WORK TASK. Transcribe only part of the material below: the lines from the one containing "if self.cancel.is_cancelled()" through the one containing "use defender_agent::config::AgentConfig;", inclusive, exactly as written.

DATA TO EXAMINE.
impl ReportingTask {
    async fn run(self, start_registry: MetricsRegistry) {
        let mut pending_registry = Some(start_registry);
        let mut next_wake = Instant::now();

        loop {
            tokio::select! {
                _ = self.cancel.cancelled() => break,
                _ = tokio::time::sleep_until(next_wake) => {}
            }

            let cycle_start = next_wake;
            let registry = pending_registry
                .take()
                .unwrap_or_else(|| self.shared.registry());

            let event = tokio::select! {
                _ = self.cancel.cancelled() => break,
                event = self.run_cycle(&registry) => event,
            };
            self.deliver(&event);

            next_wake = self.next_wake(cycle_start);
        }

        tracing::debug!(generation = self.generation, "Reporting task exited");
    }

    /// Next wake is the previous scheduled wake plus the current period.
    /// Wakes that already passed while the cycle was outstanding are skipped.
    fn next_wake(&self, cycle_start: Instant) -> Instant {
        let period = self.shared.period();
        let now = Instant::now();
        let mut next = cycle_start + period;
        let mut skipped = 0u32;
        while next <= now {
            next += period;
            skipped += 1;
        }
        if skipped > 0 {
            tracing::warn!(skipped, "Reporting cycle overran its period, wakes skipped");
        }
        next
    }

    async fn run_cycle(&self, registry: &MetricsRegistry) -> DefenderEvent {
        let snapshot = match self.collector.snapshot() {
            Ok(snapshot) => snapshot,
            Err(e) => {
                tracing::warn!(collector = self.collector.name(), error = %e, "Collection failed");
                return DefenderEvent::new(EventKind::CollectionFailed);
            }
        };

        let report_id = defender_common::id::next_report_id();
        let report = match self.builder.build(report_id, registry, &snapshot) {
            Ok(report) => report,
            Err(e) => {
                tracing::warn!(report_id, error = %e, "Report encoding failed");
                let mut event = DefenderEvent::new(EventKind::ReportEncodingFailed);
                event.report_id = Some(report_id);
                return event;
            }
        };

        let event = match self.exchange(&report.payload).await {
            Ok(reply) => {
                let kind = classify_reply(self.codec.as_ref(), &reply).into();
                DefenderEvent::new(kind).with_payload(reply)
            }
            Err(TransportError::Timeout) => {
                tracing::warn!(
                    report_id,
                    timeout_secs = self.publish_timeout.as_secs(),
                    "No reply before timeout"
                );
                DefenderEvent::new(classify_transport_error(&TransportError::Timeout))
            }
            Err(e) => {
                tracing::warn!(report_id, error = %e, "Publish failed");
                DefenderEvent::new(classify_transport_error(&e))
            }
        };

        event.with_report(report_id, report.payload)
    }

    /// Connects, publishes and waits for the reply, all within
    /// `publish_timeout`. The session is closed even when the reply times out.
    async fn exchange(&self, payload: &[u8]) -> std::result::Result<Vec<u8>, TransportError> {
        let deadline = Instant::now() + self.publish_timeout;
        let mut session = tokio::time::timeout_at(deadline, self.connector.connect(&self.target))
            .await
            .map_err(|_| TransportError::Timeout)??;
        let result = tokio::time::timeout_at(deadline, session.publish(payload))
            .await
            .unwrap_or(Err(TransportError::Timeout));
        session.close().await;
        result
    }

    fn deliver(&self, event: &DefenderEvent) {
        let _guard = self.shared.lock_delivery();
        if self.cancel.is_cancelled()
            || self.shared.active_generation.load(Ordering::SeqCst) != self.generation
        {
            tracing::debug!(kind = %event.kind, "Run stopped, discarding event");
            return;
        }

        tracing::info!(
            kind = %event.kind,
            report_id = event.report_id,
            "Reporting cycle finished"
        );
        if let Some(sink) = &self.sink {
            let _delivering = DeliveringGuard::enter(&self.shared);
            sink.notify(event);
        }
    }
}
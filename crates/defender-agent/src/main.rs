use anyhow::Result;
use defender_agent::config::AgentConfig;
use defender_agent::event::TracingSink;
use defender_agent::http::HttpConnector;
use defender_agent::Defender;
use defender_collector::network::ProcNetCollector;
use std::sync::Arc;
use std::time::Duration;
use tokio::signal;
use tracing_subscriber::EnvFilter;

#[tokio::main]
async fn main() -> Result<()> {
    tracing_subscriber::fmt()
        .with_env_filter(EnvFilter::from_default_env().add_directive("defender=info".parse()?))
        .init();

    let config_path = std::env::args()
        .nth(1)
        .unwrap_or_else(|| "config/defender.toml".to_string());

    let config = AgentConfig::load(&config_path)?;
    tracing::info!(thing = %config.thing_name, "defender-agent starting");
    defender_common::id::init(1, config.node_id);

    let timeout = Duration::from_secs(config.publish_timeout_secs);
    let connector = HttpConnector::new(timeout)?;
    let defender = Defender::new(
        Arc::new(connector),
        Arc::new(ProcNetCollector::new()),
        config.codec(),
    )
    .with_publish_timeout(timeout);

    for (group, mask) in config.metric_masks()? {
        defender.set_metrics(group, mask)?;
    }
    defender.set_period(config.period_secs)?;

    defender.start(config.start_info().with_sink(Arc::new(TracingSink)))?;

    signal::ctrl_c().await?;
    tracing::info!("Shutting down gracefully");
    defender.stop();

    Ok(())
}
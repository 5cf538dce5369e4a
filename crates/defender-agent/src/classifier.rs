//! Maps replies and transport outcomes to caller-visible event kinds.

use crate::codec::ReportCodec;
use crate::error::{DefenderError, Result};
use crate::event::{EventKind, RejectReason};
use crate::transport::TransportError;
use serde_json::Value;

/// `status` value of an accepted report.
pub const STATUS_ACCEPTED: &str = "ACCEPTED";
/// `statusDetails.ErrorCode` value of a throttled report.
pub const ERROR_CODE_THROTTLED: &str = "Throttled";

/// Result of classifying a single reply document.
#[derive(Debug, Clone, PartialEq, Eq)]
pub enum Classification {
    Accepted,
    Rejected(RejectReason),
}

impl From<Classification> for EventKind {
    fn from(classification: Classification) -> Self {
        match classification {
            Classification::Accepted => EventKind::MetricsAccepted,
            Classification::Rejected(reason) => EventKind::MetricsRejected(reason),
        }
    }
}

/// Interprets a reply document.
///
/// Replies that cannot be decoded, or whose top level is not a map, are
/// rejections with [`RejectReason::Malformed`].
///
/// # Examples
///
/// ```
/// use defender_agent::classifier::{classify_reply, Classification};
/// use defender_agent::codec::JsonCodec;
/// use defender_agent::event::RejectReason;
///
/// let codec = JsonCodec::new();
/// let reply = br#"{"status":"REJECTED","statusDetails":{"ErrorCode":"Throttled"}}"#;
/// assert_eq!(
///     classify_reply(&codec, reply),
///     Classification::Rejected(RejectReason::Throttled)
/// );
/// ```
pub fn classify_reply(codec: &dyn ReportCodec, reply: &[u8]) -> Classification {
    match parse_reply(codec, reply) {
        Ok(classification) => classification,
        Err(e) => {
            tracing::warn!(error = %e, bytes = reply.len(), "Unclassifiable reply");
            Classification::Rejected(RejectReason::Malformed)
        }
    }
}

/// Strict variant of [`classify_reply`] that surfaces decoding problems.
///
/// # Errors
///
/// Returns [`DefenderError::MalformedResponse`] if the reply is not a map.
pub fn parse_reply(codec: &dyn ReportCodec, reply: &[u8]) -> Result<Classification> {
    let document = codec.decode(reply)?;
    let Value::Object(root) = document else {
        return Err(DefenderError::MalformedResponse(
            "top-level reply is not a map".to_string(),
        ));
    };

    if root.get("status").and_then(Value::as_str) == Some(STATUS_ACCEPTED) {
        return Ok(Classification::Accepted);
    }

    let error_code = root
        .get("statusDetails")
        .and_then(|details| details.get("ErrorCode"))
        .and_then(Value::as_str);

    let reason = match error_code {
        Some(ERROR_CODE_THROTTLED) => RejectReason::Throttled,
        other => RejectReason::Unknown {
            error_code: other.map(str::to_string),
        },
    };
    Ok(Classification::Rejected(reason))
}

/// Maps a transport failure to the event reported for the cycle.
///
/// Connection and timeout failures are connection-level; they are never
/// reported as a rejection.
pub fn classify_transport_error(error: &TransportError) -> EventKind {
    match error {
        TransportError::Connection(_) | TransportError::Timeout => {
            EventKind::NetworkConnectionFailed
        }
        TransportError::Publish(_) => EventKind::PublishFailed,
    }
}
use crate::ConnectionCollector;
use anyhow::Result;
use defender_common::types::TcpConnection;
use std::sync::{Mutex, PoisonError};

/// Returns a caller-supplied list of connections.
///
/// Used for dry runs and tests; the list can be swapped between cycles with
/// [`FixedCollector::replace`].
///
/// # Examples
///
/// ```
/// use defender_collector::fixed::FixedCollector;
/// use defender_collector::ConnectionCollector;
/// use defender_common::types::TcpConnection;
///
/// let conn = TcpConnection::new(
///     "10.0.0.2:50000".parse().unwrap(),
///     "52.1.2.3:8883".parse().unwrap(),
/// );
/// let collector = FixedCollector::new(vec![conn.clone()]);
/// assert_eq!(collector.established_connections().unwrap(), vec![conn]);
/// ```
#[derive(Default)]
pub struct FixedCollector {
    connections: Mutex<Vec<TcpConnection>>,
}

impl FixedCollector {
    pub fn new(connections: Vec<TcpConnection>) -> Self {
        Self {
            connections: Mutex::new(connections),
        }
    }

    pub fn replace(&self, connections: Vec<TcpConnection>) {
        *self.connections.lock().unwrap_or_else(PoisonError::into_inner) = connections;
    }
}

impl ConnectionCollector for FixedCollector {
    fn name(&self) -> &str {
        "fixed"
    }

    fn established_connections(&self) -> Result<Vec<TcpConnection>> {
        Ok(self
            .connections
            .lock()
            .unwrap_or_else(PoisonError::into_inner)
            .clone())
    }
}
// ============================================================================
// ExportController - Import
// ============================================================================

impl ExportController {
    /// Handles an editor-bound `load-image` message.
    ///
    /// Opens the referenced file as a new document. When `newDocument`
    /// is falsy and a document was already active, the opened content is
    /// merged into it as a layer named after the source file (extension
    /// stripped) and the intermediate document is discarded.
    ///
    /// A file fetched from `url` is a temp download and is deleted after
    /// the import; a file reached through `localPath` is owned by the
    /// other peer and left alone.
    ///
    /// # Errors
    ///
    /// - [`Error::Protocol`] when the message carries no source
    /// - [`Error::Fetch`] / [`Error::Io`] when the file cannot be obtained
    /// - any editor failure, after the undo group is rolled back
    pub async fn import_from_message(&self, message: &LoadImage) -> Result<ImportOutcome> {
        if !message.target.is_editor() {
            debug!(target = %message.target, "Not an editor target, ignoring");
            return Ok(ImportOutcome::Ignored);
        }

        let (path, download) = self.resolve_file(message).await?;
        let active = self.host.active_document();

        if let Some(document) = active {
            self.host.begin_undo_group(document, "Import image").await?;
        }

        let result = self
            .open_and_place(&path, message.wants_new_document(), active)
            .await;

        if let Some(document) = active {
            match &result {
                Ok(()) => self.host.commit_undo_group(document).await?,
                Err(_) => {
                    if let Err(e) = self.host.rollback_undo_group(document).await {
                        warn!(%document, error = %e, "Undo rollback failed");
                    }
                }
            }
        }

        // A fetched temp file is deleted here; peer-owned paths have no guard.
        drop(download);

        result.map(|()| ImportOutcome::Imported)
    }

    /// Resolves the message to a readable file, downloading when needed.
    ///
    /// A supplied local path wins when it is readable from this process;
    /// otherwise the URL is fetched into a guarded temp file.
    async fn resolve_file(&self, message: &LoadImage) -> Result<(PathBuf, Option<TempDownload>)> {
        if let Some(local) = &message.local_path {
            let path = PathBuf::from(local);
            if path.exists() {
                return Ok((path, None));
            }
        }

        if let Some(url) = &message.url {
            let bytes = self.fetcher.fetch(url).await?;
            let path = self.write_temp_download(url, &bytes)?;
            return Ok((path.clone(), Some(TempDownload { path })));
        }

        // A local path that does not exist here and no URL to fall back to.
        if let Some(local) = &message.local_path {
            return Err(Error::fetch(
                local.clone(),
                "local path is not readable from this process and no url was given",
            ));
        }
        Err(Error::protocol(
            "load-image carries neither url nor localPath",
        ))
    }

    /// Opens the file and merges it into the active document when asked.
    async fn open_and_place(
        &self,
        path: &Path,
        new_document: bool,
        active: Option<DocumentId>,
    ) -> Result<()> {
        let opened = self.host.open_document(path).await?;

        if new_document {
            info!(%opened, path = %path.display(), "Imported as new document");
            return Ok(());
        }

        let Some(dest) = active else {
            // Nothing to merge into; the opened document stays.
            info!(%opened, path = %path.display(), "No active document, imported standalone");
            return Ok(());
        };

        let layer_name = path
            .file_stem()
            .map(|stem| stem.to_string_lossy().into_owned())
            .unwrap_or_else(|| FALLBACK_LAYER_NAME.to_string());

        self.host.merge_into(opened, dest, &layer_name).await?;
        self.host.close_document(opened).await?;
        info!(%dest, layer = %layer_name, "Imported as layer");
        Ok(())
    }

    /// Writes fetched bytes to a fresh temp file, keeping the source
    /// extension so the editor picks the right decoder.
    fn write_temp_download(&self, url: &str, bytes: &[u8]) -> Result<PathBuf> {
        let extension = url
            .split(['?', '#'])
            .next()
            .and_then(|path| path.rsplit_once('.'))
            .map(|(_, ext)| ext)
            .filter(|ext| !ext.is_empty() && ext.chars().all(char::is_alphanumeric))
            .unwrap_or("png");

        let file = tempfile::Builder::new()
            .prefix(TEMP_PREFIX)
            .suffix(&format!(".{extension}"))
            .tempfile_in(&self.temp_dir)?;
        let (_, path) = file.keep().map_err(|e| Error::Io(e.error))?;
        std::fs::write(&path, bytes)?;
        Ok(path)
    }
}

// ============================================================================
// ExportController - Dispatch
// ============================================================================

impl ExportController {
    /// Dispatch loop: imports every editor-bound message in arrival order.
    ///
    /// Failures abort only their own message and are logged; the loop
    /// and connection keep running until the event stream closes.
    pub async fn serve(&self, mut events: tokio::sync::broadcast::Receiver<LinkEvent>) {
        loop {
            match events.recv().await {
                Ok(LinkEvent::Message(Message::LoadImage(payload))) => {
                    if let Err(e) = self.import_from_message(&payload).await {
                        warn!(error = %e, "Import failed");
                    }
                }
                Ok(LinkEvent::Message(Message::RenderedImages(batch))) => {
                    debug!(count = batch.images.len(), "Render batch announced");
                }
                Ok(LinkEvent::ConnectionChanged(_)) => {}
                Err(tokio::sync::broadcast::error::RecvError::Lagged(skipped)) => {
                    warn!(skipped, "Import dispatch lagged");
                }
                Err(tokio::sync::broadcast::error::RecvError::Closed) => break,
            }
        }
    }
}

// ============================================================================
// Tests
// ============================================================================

ANSWER BOX.
        if self.cancel.is_cancelled()
            || self.shared.active_generation.load(Ordering::SeqCst) != self.generation
        {
            tracing::debug!(kind = %event.kind, "Run stopped, discarding event");
            return;
        }

        tracing::info!(
            kind = %event.kind,
            report_id = event.report_id,
            "Reporting cycle finished"
        );
        if let Some(sink) = &self.sink {
            let _delivering = DeliveringGuard::enter(&self.shared);
            sink.notify(event);
        }
    }
}
filename crates/defender-agent/src/main.rs
use anyhow::Result;
use defender_agent::config::AgentConfig;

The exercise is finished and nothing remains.